• AVAILABLE DATA:
....
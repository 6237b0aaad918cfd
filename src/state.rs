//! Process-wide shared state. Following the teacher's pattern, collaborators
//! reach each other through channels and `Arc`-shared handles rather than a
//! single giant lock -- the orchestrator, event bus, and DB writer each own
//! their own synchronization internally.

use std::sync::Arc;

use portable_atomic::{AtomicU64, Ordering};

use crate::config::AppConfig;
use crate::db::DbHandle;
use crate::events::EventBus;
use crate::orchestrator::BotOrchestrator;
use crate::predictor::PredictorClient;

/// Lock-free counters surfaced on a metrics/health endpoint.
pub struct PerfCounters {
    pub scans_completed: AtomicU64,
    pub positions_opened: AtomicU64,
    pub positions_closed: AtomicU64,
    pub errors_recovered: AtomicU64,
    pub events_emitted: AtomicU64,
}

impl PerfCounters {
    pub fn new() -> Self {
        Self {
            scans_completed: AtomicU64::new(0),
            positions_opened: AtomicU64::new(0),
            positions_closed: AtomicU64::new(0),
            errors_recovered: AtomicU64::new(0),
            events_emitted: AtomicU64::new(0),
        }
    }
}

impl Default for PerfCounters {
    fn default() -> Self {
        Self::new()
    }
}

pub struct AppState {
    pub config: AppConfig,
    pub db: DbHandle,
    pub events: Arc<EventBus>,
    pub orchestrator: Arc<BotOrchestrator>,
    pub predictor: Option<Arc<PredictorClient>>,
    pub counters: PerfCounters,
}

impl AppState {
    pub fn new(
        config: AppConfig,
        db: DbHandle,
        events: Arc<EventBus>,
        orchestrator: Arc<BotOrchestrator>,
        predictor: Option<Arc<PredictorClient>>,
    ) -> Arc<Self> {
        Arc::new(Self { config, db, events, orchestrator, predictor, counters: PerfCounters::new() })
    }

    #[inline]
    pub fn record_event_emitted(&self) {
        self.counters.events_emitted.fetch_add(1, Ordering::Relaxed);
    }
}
....
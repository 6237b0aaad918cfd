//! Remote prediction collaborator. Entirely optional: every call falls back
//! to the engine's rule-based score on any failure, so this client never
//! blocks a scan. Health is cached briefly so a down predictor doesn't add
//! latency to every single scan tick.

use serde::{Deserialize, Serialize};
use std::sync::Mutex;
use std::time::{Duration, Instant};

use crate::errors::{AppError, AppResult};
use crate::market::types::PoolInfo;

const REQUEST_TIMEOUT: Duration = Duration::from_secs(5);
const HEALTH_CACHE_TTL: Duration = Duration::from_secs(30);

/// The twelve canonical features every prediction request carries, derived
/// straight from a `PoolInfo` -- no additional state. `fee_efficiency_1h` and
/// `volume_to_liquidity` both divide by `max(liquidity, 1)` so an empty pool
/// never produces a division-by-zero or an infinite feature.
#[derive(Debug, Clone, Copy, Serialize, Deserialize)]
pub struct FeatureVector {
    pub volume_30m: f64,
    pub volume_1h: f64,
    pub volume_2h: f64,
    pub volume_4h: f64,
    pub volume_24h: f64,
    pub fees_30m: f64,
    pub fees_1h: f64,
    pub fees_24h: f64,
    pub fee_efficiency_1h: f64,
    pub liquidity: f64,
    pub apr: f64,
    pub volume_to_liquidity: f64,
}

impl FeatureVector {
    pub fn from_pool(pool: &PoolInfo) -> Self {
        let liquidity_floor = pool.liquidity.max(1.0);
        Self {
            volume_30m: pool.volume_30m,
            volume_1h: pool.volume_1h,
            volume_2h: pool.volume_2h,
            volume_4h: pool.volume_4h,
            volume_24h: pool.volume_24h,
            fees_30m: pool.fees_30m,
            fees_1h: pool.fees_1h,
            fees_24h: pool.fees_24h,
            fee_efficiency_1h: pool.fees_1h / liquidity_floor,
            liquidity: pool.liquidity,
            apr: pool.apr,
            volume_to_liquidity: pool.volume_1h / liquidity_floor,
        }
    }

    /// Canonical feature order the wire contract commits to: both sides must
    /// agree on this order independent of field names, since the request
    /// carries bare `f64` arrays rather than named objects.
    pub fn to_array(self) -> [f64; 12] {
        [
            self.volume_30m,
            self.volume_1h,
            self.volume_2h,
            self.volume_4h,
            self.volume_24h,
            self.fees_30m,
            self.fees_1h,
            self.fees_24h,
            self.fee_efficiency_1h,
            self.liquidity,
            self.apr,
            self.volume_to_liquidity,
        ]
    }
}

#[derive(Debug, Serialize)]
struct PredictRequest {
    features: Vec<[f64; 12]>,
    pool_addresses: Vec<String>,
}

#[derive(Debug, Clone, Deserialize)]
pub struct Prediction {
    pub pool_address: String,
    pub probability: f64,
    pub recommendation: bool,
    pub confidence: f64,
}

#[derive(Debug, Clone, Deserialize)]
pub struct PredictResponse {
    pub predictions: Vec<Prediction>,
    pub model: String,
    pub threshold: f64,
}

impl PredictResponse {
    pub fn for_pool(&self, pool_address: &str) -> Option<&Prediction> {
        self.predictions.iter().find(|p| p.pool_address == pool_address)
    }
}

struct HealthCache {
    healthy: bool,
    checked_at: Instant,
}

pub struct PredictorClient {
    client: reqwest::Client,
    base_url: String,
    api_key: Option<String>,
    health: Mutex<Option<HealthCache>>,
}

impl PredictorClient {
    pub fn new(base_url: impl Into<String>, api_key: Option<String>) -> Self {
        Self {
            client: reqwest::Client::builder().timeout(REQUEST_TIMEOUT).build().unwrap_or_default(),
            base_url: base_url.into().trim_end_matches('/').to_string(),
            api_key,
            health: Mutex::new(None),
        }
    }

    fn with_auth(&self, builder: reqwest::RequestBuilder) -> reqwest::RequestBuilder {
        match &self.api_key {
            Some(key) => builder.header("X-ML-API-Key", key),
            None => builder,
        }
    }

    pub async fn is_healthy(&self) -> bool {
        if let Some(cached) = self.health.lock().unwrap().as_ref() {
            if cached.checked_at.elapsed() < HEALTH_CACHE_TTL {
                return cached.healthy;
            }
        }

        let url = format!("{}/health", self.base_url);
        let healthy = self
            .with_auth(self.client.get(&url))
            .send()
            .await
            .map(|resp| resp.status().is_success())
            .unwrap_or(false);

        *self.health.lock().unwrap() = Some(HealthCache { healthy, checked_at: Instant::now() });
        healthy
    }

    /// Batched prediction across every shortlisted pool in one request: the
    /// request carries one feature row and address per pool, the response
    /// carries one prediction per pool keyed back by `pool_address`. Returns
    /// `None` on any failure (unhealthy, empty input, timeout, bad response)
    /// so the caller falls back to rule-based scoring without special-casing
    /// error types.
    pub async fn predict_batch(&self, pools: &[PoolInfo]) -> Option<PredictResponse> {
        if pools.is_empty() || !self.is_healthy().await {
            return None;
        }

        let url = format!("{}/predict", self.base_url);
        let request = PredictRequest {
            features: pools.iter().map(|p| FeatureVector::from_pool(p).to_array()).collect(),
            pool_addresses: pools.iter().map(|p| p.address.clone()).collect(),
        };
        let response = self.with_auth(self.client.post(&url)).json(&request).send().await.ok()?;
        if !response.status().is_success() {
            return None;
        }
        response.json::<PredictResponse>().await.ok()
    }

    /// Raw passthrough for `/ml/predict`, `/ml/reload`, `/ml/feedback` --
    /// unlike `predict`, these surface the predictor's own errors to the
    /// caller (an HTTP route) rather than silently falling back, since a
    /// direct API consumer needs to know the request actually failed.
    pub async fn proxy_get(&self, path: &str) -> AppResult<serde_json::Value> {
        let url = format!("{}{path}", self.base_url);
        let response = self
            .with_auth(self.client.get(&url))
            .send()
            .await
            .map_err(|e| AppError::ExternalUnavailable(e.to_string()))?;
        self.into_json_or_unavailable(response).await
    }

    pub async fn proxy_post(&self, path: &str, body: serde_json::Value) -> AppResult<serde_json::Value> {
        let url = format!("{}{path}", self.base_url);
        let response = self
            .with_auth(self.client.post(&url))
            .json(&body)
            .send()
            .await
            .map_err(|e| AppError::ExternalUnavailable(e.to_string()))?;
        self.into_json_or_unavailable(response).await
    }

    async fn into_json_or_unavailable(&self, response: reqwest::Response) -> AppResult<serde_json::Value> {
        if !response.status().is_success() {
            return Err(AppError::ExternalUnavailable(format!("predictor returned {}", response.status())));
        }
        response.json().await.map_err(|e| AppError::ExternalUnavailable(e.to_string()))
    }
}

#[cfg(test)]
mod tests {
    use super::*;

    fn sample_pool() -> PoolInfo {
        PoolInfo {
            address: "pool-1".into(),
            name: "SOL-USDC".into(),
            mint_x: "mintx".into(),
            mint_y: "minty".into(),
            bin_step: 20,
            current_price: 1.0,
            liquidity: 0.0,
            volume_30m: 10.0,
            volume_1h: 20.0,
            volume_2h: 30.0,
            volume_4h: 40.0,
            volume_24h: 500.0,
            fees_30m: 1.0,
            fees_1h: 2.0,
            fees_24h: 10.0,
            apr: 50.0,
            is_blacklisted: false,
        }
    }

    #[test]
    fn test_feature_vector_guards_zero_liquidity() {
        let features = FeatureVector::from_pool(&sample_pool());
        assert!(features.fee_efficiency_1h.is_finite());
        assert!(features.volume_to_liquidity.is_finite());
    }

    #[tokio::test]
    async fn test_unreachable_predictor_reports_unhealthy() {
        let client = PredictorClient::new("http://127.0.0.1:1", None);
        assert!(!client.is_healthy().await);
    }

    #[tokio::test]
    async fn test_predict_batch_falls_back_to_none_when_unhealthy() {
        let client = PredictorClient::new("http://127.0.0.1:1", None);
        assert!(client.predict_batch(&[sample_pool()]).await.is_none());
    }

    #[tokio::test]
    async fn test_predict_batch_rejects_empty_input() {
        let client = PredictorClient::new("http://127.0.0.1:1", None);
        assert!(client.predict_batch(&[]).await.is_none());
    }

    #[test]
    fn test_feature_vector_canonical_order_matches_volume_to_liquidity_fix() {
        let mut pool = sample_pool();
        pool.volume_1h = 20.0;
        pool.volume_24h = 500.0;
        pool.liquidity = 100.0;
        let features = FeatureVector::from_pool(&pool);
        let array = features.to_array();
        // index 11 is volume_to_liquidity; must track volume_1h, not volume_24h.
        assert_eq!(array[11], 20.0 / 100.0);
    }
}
....
• WHAT TO PRODUCE: Scan the records above for the lines holding "let healthy = self" and "Raw passthrough for". Transcribe those two and every line between them word for word, and no others.

• SOLUTION TO THIS TASK:
        let healthy = self
            .with_auth(self.client.get(&url))
            .send()
            .await
            .map(|resp| resp.status().is_success())
            .unwrap_or(false);

        *self.health.lock().unwrap() = Some(HealthCache { healthy, checked_at: Instant::now() });
        healthy
    }

    /// Batched prediction across every shortlisted pool in one request: the
    /// request carries one feature row and address per pool, the response
    /// carries one prediction per pool keyed back by `pool_address`. Returns
    /// `None` on any failure (unhealthy, empty input, timeout, bad response)
    /// so the caller falls back to rule-based scoring without special-casing
    /// error types.
    pub async fn predict_batch(&self, pools: &[PoolInfo]) -> Option<PredictResponse> {
        if pools.is_empty() || !self.is_healthy().await {
            return None;
        }

        let url = format!("{}/predict", self.base_url);
        let request = PredictRequest {
            features: pools.iter().map(|p| FeatureVector::from_pool(p).to_array()).collect(),
            pool_addresses: pools.iter().map(|p| p.address.clone()).collect(),
        };
        let response = self.with_auth(self.client.post(&url)).json(&request).send().await.ok()?;
        if !response.status().is_success() {
            return None;
        }
        response.json::<PredictResponse>().await.ok()
    }

    /// Raw passthrough for `/ml/predict`, `/ml/reload`, `/ml/feedback` --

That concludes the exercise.